Once these State Providers have been configured in the state-management.xml file (or whatever file is configured), those Providers may be referenced by their identifiers.
By default, the Local State Provider is configured to be a
WriteAheadLocalStateProvider
that persists the data to the
$NIFI_HOME/state/local directory. The default Cluster State
Provider is configured to be a ZooKeeperStateProvider
. The default
ZooKeeper-based provider must have its Connect String
property
populated before it can be used. It is also advisable, if multiple NiFi instances will use
the same ZooKeeper instance, that the value of the Root Node
property
be changed.
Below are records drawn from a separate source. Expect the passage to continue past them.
//! Token budgeting — conversation-size estimation with a pluggable strategy.
//!
//! The estimate is a cheap deterministic heuristic, not an exact token
//! count. What matters for the guard is the required shape: an empty
//! conversation estimates to zero, the estimate never decreases as
//! content grows, and appending any message strictly increases it.

use crate::types::Message;

/// Trait for estimating the token footprint of a conversation.
pub trait BudgetEstimator: Send + Sync {
    /// Estimate the number of tokens the conversation will occupy.
    fn estimate(&self, conversation: &[Message]) -> u64;

    /// Estimator name for logging.
    fn name(&self) -> &str;
}

/// Byte-count heuristic: ceil(bytes / 4) per message plus a fixed
/// per-message overhead for role framing.
///
/// ~4 bytes per token is the usual approximation for English text. The
/// overhead keeps the estimate strictly increasing even for messages
/// with empty content, so it must stay at least 1.
#[derive(Debug, Clone)]
pub struct HeuristicEstimator {
    /// Content bytes per token.
    pub bytes_per_token: u64,
    /// Fixed tokens charged per message.
    pub message_overhead: u64,
}

impl Default for HeuristicEstimator {
    fn default() -> Self {
        Self {
            bytes_per_token: 4,
            message_overhead: 4,
        }
    }
}

impl BudgetEstimator for HeuristicEstimator {
    fn estimate(&self, conversation: &[Message]) -> u64 {
        conversation
            .iter()
            .map(|message| {
                (message.content.len() as u64).div_ceil(self.bytes_per_token)
                    + self.message_overhead
            })
            .sum()
    }

    fn name(&self) -> &str {
        "byte_count"
    }
}

/// Estimator pinned to a fixed value, for exercising guard thresholds
/// without building megabyte conversations.
#[derive(Debug, Clone, Copy)]
pub struct FixedEstimator {
    /// The value returned for every non-empty conversation.
    pub tokens: u64,
}

impl FixedEstimator {
    pub fn new(tokens: u64) -> Self {
        Self { tokens }
    }
}

impl BudgetEstimator for FixedEstimator {
    fn estimate(&self, conversation: &[Message]) -> u64 {
        if conversation.is_empty() {
            0
        } else {
            self.tokens
        }
    }

    fn name(&self) -> &str {
        "fixed"
    }
}

#[cfg(test)]
mod tests {
    use super::*;

    #[test]
    fn test_empty_conversation_is_zero() {
        let est = HeuristicEstimator::default();
        assert_eq!(est.estimate(&[]), 0);
    }

    #[test]
    fn test_basic_estimate() {
        let est = HeuristicEstimator::default();
        let tokens = est.estimate(&[Message::user("Hello world")]);
        assert!(tokens > 0);
        assert!(tokens < 100);
    }

    #[test]
    fn test_monotone_in_content_length() {
        let est = HeuristicEstimator::default();
        let short = est.estimate(&[Message::user("abc")]);
        let long = est.estimate(&[Message::user("abcdefghijklmnop")]);
        assert!(long >= short);
    }

    #[test]
    fn test_appending_strictly_increases() {
        let est = HeuristicEstimator::default();
        let mut conversation = vec![Message::user("question")];
        let before = est.estimate(&conversation);
        conversation.push(Message::assistant(""));
        let after = est.estimate(&conversation);
        assert!(after > before, "even an empty message must add tokens");
    }

    #[test]
    fn test_exact_arithmetic() {
        // 16 bytes / 4 = 4, plus 4 overhead
        let est = HeuristicEstimator::default();
        assert_eq!(est.estimate(&[Message::user("x".repeat(16))]), 8);
        // ceil division: 17 bytes -> 5, plus 4 overhead
        assert_eq!(est.estimate(&[Message::user("x".repeat(17))]), 9);
    }

    #[test]
    fn test_fixed_estimator() {
        let est = FixedEstimator::new(185_000);
        assert_eq!(est.estimate(&[Message::user("anything")]), 185_000);
        assert_eq!(est.estimate(&[]), 0);
        assert_eq!(est.name(), "fixed");
    }

    #[test]
    fn test_estimator_name() {
        assert_eq!(HeuristicEstimator::default().name(), "byte_count");
    }
}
For instance, one might set the value to /nifi/<team
name>/production
. A Connect String
takes the form of
comma separated <host>:<port> tuples, such as
my-zk-server1:2181,my-zk-server2:2181,my-zk-server3:2181. In the event a port is not
specified for any of the hosts, the ZooKeeper default of 2181 is assumed.
When adding data to ZooKeeper, there are two options for Access Control:
Open
and CreatorOnly
. If the Access
Control
property is set to Open
, then anyone is allowed to
log into ZooKeeper and have full permissions to see, change, delete, or administer the
data. If CreatorOnly
is specified, then only the user that created the
data is allowed to read, change, delete, or administer the data. In order to use the
CreatorOnly
option, NiFi must provide some form of authentication.
See the ZooKeeper Access Control section below
for more information on how to configure authentication.
If NiFi is configured to run in a standalone mode, the
cluster-provider
element need not be populated in the
state-management.xml file and will actually be ignored if they are
populated. However, the local-provider
element must always be present
and populated. Additionally, if NiFi is run in a cluster, each node must also have the
cluster-provider
element present and properly configured. Otherwise,
NiFi will fail to startup.
While there are not many properties that need to be configured for these providers, they were externalized into a separate state-management.xml file, rather than being configured via the nifi.properties file, simply because different implementations may require different properties, and it is easier to maintain and understand the configuration in an XML-based file such as this, than to mix the properties of the Provider in with all of the other NiFi framework-specific properties.
It should be noted that if Processors and other components save state using the Clustered scope, the Local State Provider will be used if the instance is a standalone instance (not in a cluster) or is disconnected from the cluster. This also means that if a standalone instance is migrated to become a cluster, then that state will no longer be available, as the component will begin using the Clustered State Provider instead of the Local State Provider.